[Data extracted from a collection]
▶

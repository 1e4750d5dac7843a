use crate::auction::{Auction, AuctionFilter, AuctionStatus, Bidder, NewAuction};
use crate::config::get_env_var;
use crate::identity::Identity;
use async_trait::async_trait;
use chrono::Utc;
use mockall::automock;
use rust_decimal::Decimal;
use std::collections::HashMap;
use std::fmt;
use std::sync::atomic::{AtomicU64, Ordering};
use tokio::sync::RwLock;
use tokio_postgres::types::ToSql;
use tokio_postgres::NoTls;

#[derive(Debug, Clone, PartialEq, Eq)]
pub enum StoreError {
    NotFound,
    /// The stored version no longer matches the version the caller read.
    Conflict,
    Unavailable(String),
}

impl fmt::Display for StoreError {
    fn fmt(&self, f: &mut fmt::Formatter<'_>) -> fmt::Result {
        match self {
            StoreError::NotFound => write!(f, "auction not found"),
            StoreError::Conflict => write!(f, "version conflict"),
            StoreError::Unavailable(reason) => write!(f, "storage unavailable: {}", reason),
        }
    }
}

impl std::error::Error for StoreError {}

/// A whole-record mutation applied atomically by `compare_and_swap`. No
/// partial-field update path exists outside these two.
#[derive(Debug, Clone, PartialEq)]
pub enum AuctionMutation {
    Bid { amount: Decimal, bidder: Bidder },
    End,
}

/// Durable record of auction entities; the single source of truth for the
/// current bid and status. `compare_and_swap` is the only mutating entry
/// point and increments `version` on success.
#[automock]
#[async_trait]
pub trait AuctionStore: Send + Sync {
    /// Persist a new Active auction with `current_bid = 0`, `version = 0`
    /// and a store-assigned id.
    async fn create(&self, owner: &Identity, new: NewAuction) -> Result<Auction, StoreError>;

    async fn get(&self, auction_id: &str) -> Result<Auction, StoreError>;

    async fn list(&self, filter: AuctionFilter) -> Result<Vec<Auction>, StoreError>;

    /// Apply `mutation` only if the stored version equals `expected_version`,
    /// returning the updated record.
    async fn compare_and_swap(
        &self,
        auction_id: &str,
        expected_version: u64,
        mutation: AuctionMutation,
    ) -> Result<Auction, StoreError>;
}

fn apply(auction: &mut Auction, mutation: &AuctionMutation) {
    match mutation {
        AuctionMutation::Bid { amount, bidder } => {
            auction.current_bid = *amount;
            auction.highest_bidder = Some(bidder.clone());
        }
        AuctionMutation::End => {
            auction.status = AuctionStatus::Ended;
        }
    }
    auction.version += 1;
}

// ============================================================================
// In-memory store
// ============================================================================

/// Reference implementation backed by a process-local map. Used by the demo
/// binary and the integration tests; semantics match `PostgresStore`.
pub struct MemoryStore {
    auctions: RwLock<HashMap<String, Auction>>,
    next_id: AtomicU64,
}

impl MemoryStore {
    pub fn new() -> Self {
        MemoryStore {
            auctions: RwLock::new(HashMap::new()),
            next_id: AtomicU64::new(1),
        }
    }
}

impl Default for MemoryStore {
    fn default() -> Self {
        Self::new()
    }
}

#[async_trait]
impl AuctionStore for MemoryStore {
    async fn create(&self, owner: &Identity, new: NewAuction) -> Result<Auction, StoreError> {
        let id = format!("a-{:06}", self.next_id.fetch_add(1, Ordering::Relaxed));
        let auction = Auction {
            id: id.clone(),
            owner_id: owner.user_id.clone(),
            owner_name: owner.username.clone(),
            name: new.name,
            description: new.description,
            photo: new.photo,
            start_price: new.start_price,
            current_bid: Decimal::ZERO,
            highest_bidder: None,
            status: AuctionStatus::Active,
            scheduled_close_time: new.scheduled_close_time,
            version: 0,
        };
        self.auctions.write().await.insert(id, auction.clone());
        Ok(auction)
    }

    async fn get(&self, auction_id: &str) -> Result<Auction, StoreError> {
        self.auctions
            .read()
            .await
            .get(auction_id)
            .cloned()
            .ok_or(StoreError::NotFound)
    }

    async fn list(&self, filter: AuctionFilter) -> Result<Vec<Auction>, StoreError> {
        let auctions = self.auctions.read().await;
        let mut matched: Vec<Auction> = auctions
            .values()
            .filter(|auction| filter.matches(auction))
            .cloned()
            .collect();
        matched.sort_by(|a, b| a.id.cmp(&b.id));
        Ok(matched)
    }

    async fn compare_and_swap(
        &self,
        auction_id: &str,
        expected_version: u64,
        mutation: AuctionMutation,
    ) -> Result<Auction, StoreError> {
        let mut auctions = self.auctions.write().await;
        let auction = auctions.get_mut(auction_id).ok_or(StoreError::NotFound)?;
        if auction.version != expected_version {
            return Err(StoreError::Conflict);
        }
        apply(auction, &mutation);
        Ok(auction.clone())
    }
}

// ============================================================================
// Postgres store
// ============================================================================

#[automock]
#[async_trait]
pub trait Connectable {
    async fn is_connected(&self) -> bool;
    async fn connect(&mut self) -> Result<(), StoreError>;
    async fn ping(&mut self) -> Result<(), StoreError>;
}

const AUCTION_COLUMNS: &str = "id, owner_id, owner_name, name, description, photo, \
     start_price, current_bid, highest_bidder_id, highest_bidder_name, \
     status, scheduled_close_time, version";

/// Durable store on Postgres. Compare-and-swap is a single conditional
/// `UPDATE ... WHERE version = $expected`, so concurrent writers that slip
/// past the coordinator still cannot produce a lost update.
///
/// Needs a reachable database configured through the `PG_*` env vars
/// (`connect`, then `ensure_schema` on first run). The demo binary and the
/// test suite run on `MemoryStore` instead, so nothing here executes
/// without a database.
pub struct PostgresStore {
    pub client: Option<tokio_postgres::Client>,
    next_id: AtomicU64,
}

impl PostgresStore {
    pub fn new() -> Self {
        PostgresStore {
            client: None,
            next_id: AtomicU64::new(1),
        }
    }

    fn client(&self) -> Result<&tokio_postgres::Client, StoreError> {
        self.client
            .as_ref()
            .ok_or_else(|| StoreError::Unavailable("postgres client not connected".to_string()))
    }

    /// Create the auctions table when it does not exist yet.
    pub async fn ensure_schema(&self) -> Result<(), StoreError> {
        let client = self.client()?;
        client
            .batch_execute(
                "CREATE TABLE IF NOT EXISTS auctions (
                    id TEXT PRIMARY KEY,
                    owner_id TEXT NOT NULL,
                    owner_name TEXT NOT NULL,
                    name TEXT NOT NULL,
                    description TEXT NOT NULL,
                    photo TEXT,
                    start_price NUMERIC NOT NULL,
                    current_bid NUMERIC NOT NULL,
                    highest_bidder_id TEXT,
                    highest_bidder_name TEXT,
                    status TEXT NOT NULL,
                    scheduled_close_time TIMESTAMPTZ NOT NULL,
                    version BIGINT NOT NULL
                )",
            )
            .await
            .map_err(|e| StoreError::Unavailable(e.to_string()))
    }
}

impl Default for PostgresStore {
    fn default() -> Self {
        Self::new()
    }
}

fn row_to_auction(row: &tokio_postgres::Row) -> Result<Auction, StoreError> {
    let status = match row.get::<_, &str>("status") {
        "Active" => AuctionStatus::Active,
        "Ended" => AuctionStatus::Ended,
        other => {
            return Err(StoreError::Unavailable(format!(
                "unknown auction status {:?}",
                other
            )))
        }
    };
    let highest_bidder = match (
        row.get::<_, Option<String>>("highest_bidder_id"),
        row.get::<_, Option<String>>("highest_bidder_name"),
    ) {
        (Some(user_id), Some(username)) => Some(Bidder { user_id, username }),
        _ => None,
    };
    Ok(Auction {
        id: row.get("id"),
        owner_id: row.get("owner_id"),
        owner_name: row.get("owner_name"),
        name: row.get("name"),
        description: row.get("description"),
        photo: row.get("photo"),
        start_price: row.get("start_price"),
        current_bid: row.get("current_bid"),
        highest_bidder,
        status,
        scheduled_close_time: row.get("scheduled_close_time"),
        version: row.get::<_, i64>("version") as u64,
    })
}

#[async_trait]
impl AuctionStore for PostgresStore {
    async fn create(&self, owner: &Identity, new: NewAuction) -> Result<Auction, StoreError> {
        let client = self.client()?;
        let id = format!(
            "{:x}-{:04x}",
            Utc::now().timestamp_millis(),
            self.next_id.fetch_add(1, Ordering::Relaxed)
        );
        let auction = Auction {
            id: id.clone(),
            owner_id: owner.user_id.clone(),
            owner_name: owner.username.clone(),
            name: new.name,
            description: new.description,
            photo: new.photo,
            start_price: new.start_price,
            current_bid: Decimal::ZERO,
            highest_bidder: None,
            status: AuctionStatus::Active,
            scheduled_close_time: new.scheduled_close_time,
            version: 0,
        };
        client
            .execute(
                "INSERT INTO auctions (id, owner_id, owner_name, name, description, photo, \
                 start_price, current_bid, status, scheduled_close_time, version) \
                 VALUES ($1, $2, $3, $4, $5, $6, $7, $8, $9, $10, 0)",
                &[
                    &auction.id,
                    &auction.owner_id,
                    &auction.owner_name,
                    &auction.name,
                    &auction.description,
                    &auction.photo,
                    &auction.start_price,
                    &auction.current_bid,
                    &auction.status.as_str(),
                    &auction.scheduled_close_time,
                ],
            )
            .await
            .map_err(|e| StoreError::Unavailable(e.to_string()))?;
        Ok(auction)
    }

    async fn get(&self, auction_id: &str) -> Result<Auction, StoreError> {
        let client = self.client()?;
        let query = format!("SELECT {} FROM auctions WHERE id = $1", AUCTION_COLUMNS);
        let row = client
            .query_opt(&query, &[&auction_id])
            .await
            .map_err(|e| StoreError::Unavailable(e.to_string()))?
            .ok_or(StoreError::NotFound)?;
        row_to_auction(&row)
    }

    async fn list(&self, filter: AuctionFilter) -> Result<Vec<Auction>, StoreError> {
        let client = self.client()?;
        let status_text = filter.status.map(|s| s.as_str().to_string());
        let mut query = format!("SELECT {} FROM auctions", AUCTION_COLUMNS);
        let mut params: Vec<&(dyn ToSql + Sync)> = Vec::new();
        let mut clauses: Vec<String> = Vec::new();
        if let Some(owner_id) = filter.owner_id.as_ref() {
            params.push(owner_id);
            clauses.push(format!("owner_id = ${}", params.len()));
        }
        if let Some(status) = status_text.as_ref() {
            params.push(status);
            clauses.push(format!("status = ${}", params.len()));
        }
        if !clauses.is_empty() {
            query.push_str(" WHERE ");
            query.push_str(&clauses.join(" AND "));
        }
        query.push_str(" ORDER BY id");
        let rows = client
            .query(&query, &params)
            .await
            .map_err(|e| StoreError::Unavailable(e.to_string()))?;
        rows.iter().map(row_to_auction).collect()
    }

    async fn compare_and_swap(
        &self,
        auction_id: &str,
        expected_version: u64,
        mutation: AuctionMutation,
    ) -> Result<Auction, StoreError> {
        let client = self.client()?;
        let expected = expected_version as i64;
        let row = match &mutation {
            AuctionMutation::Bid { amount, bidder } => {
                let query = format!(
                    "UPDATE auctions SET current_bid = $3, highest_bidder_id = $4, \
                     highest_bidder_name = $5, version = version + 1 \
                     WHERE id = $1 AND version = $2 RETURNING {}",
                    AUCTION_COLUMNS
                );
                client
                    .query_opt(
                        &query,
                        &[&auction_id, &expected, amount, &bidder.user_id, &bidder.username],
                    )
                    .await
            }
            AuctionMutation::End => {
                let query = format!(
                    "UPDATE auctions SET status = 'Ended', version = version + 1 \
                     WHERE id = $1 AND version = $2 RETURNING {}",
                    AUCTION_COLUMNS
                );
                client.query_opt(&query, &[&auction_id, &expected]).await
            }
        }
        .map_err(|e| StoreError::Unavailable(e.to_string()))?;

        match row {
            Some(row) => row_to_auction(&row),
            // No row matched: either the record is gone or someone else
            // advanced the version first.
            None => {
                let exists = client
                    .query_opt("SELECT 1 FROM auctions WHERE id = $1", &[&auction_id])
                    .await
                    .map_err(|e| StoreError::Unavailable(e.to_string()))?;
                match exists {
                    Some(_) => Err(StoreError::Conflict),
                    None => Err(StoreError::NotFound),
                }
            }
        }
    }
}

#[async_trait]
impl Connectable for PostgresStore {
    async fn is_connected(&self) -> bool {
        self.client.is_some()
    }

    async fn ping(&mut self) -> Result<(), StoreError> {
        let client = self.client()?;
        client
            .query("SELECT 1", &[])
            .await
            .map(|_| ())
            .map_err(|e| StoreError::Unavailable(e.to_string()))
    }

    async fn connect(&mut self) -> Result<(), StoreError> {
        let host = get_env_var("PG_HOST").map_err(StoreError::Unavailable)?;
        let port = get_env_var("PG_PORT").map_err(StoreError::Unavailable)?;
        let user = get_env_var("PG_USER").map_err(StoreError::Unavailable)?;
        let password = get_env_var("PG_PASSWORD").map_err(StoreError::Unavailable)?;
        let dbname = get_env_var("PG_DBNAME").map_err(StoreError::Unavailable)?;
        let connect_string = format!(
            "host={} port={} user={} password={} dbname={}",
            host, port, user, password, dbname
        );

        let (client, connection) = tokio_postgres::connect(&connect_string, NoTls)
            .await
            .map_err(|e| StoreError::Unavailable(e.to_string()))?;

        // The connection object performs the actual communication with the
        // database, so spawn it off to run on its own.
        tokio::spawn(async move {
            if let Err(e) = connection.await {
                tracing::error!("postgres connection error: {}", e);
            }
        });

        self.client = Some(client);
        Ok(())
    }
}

◀
▶

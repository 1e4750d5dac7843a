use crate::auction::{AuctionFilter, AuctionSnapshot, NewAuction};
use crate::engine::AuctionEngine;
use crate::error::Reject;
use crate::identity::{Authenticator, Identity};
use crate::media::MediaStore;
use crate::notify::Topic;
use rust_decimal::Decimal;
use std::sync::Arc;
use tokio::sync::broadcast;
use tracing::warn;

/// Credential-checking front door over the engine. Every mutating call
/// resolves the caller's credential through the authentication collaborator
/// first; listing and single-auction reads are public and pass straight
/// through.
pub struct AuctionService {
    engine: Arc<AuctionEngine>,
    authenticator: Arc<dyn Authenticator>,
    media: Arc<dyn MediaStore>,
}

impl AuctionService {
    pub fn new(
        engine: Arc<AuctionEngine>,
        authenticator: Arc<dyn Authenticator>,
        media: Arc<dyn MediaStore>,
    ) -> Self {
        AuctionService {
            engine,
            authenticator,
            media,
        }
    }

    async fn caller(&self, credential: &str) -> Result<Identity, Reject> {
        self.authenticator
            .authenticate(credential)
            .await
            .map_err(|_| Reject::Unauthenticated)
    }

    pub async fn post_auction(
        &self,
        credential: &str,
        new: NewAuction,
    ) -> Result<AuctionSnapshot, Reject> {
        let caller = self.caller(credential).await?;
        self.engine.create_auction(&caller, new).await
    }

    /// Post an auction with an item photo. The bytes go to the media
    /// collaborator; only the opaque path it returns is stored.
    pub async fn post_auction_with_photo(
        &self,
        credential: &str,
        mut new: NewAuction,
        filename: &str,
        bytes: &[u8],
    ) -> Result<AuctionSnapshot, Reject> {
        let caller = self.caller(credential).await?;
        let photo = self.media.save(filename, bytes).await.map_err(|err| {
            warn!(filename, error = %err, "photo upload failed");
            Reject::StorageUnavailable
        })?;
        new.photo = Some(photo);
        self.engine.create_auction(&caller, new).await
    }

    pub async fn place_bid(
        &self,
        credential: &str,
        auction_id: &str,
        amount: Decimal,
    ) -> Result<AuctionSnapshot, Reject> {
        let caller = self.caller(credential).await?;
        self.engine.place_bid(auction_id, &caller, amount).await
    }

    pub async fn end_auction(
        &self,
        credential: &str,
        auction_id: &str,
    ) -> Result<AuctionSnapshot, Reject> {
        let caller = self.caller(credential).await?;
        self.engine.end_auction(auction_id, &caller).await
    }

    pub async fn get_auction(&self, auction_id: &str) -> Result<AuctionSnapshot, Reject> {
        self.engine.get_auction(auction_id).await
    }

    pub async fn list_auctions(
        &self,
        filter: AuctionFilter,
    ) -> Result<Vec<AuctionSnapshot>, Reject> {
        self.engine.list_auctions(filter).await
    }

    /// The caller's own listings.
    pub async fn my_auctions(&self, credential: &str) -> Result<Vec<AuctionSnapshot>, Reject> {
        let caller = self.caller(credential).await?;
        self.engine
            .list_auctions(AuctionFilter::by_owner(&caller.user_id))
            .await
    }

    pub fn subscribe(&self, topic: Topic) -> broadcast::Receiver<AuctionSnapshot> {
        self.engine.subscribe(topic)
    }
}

◀

DESCRIPTION OF THE TASK: Please find every line in the records that contains the word "clauses", and copy it out.

EXERCISE RESPONSE:
        let mut clauses: Vec<String> = Vec::new();
            clauses.push(format!("owner_id = ${}", params.len()));
            clauses.push(format!("status = ${}", params.len()));
        if !clauses.is_empty() {
            query.push_str(&clauses.join(" AND "));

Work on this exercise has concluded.